Five people you meet in housing
It’s the most wonderful time of the year! Housing selection! This is the week that we’ve been waiting for…
So today, in honor of housing selection, I’ve made a brief guide to the five types of people you’ll encounter in Columbia housing, based on a completely scientific survey of my own opinion:
1. The Hansel and Gretel (a.k.a., “You can locate me by following the trail of personal belongings I’ve strewn across the suite.”): Human wrecking ball. When you live with this guy, you frequently find yourself screaming, “This is why we can’t have anything nice!” Dress-upable, but not take-out-able. Considers all food in common spaces “fair game.” Capable of eating an entire jar of someone else’s Nutella in one sitting. Will leave dirty, empty jar on counter. Incorrigible, inscrutable, and often intolerable. Fears cleaning, organizing, learning how to use the dishwasher.

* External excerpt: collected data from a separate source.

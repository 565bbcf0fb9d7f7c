//! `AbiLogDecoder` — the `LogDecoder` implementation for EVM logs.
//!
//! Decoding splits a log into its two ABI-encoded halves: the indexed
//! parameters carried in `topics[1..]` (one 32-byte word each) and the
//! non-indexed parameters packed into the data payload as a tuple. Both
//! halves decode through alloy's dynamic ABI machinery and normalize into
//! [`AbiValue`]s keyed by parameter name.

use std::collections::HashMap;

use alloy_core::dyn_abi::{DynSolType, DynSolValue};
use logsync_core::decode::{DecodeError, LogDecoder};
use logsync_core::schema::{EventParam, InterfaceSpec, ParamKind};
use logsync_core::types::{AbiValue, DecodedEvent, RawLogEvent};

/// The EVM log decoder.
/// Thread-safe, cheap to clone (no heap state).
#[derive(Debug, Default, Clone)]
pub struct AbiLogDecoder;

impl AbiLogDecoder {
    pub fn new() -> Self {
        Self
    }

    /// Build an alloy `DynSolType` from a [`ParamKind`].
    fn kind_to_dyn(kind: &ParamKind) -> DynSolType {
        match kind {
            ParamKind::Uint(bits) => DynSolType::Uint(*bits as usize),
            ParamKind::Int(bits) => DynSolType::Int(*bits as usize),
            ParamKind::Bool => DynSolType::Bool,
            ParamKind::Address => DynSolType::Address,
            ParamKind::FixedBytes(n) => DynSolType::FixedBytes(*n as usize),
            ParamKind::Bytes => DynSolType::Bytes,
            ParamKind::Str => DynSolType::String,
        }
    }

    /// Decode a single indexed topic (always 32 bytes, ABI-encoded).
    ///
    /// # EVM ABI indexed-parameter encoding rules
    /// - **Value types** (uint, int, bool, address, bytes1–bytes32): padded to
    ///   32 bytes, stored directly — the value is recoverable.
    /// - **Reference types** (string, bytes): stored as the `keccak256` of
    ///   their contents — the original value is **unrecoverable**. The raw
    ///   32-byte hash is returned as `Bytes`.
    fn decode_topic(topic_hex: &str, kind: &ParamKind) -> Result<AbiValue, DecodeError> {
        let hex = topic_hex.strip_prefix("0x").unwrap_or(topic_hex);
        let bytes = hex::decode(hex).map_err(|e| DecodeError::InvalidRawLog {
            reason: format!("invalid topic hex: {e}"),
        })?;

        // Reference types are hashed in indexed position — return raw bytes.
        if matches!(kind, ParamKind::Str | ParamKind::Bytes) {
            return Ok(AbiValue::Bytes(bytes));
        }

        match Self::kind_to_dyn(kind).abi_decode(&bytes) {
            Ok(val) => Ok(normalize(val)),
            Err(e) => Err(DecodeError::AbiDecodeFailed {
                reason: format!("topic decode: {e}"),
            }),
        }
    }

    /// Decode the data payload (non-indexed params) as an ABI-encoded tuple.
    ///
    /// Event data is encoded as a parameter sequence, so offsets of dynamic
    /// members are relative to the start of the payload.
    fn decode_data(
        raw_data: &[u8],
        data_inputs: &[&EventParam],
    ) -> Result<HashMap<String, AbiValue>, DecodeError> {
        if data_inputs.is_empty() {
            return Ok(HashMap::new());
        }

        let tuple_type = DynSolType::Tuple(
            data_inputs
                .iter()
                .map(|p| Self::kind_to_dyn(&p.kind))
                .collect(),
        );
        let decoded = tuple_type
            .abi_decode_params(raw_data)
            .map_err(|e| DecodeError::AbiDecodeFailed {
                reason: e.to_string(),
            })?;

        let values = match decoded {
            DynSolValue::Tuple(vals) => vals,
            other => vec![other],
        };

        let mut out = HashMap::new();
        for (param, val) in data_inputs.iter().zip(values.into_iter()) {
            out.insert(param.name.clone(), normalize(val));
        }
        Ok(out)
    }
}

impl LogDecoder for AbiLogDecoder {
    fn decode(
        &self,
        interface: &InterfaceSpec,
        contract: &str,
        log: &RawLogEvent,
    ) -> Result<DecodedEvent, DecodeError> {
        let topic0 = log.topic0().ok_or(DecodeError::MissingTopic)?;
        let schema =
            interface
                .event_for_topic(topic0)
                .ok_or_else(|| DecodeError::UnknownTopic {
                    contract: contract.to_string(),
                    topic: topic0.to_string(),
                })?;

        let indexed = schema.indexed_inputs();
        if log.topics.len() != indexed.len() + 1 {
            return Err(DecodeError::AbiDecodeFailed {
                reason: format!(
                    "'{}' declares {} indexed parameters but the log carries {}",
                    schema.name,
                    indexed.len(),
                    log.topics.len() - 1,
                ),
            });
        }

        let mut args = HashMap::new();
        for (i, param) in indexed.iter().enumerate() {
            // topics[0] is the fingerprint; indexed params start at topics[1].
            let val = Self::decode_topic(&log.topics[i + 1], &param.kind)?;
            args.insert(param.name.clone(), val);
        }
        args.extend(Self::decode_data(&log.data, &schema.data_inputs())?);

        Ok(DecodedEvent {
            contract: contract.to_string(),
            event: schema.name.clone(),
            address: log.address.clone(),
            block_number: log.block_number,
            log_index: log.log_index,
            args,
        })
    }
}

/// Convert a decoded `DynSolValue` into an [`AbiValue`].
///
/// Integers that fit the native 128-bit types stay numeric; wider values are
/// carried as decimal strings so no precision is lost.
fn normalize(val: DynSolValue) -> AbiValue {
    match val {
        DynSolValue::Bool(b) => AbiValue::Bool(b),

        DynSolValue::Int(i, _bits) => match i128::try_from(i) {
            Ok(v) => AbiValue::Int(v),
            Err(_) => AbiValue::BigInt(i.to_string()),
        },

        DynSolValue::Uint(u, _bits) => match u128::try_from(u) {
            Ok(v) => AbiValue::Uint(v),
            Err(_) => AbiValue::BigUint(u.to_string()),
        },

        DynSolValue::FixedBytes(word, size) => AbiValue::Bytes(word[..size].to_vec()),

        DynSolValue::Bytes(b) => AbiValue::Bytes(b),

        DynSolValue::String(s) => AbiValue::Str(s),

        DynSolValue::Address(a) => AbiValue::Address(format!("{a:#x}")),

        // Composite values cannot arise from `ParamKind`; surface the raw
        // encoding rather than dropping the argument.
        other => AbiValue::Bytes(other.abi_encode()),
    }
}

2. The Homewrecker: Similar to the Hansel and Gretel, but more brazen in his disregard for human life/his suitemates. Throws raucous parties and allows resultant mess to fester in suite for days or possibly weeks. Unfazed by extreme squalor. Don’t get into a war of attrition with the Homewrecker—you’ll be dead and buried under a pile of empties before he notices anything’s amiss. Fears nothing (save brutal retribution from his suitemates).
3. The Loud One (a.k.a., “This one goes up to eleven.”): Likes to blast Ke$ha on his boom box when you’re just drifting off to sleep. Cannot walk around common room without knocking over a can of change/table/crystal vase. For recreation, engages in furious, clanging, wall-shaking monkey business in his room. If he has a sense of shame, you have yet to see it. Fears peace, quiet, tranquility.

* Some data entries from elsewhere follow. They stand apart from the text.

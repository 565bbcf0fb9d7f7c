//! Log router — resolves raw logs to contracts, decodes them, and invokes
//! the registered handler.
//!
//! Resolution order: static contract addresses first, then each dynamic
//! group in registration order. Membership is queried per log, so group
//! growth is picked up immediately. Undecodable and unrouted logs are
//! logged and skipped; only membership failures and (under the default
//! policy) handler failures surface as errors.

use std::sync::Arc;
use tracing::{debug, error, trace, warn};

use crate::config::FailurePolicy;
use crate::contracts::ContractSet;
use crate::decode::LogDecoder;
use crate::error::SyncError;
use crate::routes::{RouteKey, RoutingTable};
use crate::schema::InterfaceSpec;
use crate::types::{RawLogEvent, SyncContext};

/// What happened to a single routed log.
#[derive(Debug, Clone, PartialEq, Eq)]
pub enum RouteOutcome {
    /// Decoded and handled.
    Dispatched { route: RouteKey },
    /// Resolved to a contract, but its interface has no matching event or
    /// the payload did not decode.
    SkippedUndecodable,
    /// Decoded, but no handler is registered for the route.
    Unrouted { route: RouteKey },
    /// Emitted by an address the engine does not watch.
    Unmatched,
    /// The handler failed and [`FailurePolicy::Skip`] is in effect.
    HandlerFailed { route: RouteKey },
}

/// Routes raw logs through resolution, decode, and dispatch.
pub struct LogRouter {
    contracts: ContractSet,
    routes: RoutingTable,
    decoder: Arc<dyn LogDecoder>,
    on_handler_failure: FailurePolicy,
}

impl LogRouter {
    pub fn new(
        contracts: ContractSet,
        routes: RoutingTable,
        decoder: Arc<dyn LogDecoder>,
        on_handler_failure: FailurePolicy,
    ) -> Self {
        Self {
            contracts,
            routes,
            decoder,
            on_handler_failure,
        }
    }

    /// Route one raw log.
    ///
    /// Returns an error only for dynamic membership failures and, under
    /// [`FailurePolicy::Fatal`], handler failures. Every other miss is a
    /// [`RouteOutcome`] so the caller keeps scanning.
    pub async fn route(
        &self,
        log: &RawLogEvent,
        ctx: &SyncContext,
    ) -> Result<RouteOutcome, SyncError> {
        if let Some(contract) = self.contracts.resolve_static(&log.address) {
            return self
                .dispatch(&contract.name, &contract.interface, log, ctx)
                .await;
        }

        for group in self.contracts.groups() {
            let members =
                group
                    .membership()
                    .addresses(ctx)
                    .await
                    .map_err(|e| SyncError::Membership {
                        group: group.name.clone(),
                        reason: e.to_string(),
                    })?;
            if members.iter().any(|a| a.eq_ignore_ascii_case(&log.address)) {
                return self.dispatch(&group.name, &group.interface, log, ctx).await;
            }
        }

        trace!(address = %log.address, block = log.block_number, "Log from unwatched address");
        Ok(RouteOutcome::Unmatched)
    }

    async fn dispatch(
        &self,
        contract: &str,
        interface: &InterfaceSpec,
        log: &RawLogEvent,
        ctx: &SyncContext,
    ) -> Result<RouteOutcome, SyncError> {
        let event = match self.decoder.decode(interface, contract, log) {
            Ok(event) => event,
            Err(e) => {
                warn!(
                    contract,
                    topic = log.topic0().unwrap_or(""),
                    block = log.block_number,
                    error = %e,
                    "Undecodable log skipped"
                );
                return Ok(RouteOutcome::SkippedUndecodable);
            }
        };

        let key = RouteKey::new(contract, &event.event);
        let Some(handler) = self.routes.handler_for(&key) else {
            warn!(route = %key, block = log.block_number, "No handler registered for route");
            return Ok(RouteOutcome::Unrouted { route: key });
        };

        debug!(route = %key, block = log.block_number, log_index = log.log_index, "Dispatching event");
        match handler.handle(&event, ctx).await {
            Ok(()) => Ok(RouteOutcome::Dispatched { route: key }),
            Err(e) => match self.on_handler_failure {
                FailurePolicy::Fatal => Err(SyncError::Handler {
                    route: key.to_string(),
                    reason: e.to_string(),
                }),
                FailurePolicy::Skip => {
                    error!(route = %key, error = %e, "Handler failed; skipping per policy");
                    Ok(RouteOutcome::HandlerFailed { route: key })
                }
            },
        }
    }

    /// Fire the block-drained hook for `block`, if one is registered.
    /// Hook failures follow the same policy as event handler failures.
    pub async fn notify_block_drained(
        &self,
        block: u64,
        ctx: &SyncContext,
    ) -> Result<(), SyncError> {
        let Some(hook) = self.routes.block_drained_handler() else {
            return Ok(());
        };
        debug!(block, "Block drained");
        match hook.block_drained(block, ctx).await {
            Ok(()) => Ok(()),
            Err(e) => match self.on_handler_failure {
                FailurePolicy::Fatal => Err(SyncError::Handler {
                    route: "block-drained".into(),
                    reason: e.to_string(),
                }),
                FailurePolicy::Skip => {
                    error!(block, error = %e, "Block-drained hook failed; skipping per policy");
                    Ok(())
                }
            },
        }
    }
}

4. The Gourmet: Likes to “experiment” in the kitchen. Can be found at all hours of the day/night, stirring some sort of strange concoction on the stove. Enjoys foods that are prone to splattering/cannot be removed from a countertop without lye. Impervious to terrible odors, noxious smoke, pleas from suitemates who are sick of pulling mystery meat out of sink drain. Fears sandwiches, salads, other normal foods.
5. The Silent Tyrant: Wages grand campaigns of passive aggression. If you leave your dishes out, he will put them on your bed. Eerily, serial killer neat. This guy complains that his room is a mess when there is a single wrinkled sock in his sock drawer. Or in your sock drawer next door. Tapes a note to the refrigerator door when someone “left meat out all night—guys, that’s disgusting and so disrespectful!” Dreams of relocating to single in Harmony Hall/killing all his suitemates in their messy, messy rooms. Fears sloppiness, people who are laid back, anything left on the kitchen table.
And then, of course, there’s one more person you might live with: The Worst. Fears bathrooms. Time to call Housing…
Raphael Pope-Sussman is a Spectrum opinion blogger and a former editorial page editor. He enjoys going to trivia night, winning trivia night, and trash talking at trivia night. This week, he didn’t go to 1020 Trivia Night. If he had, his team would have been “The #—you’re It!”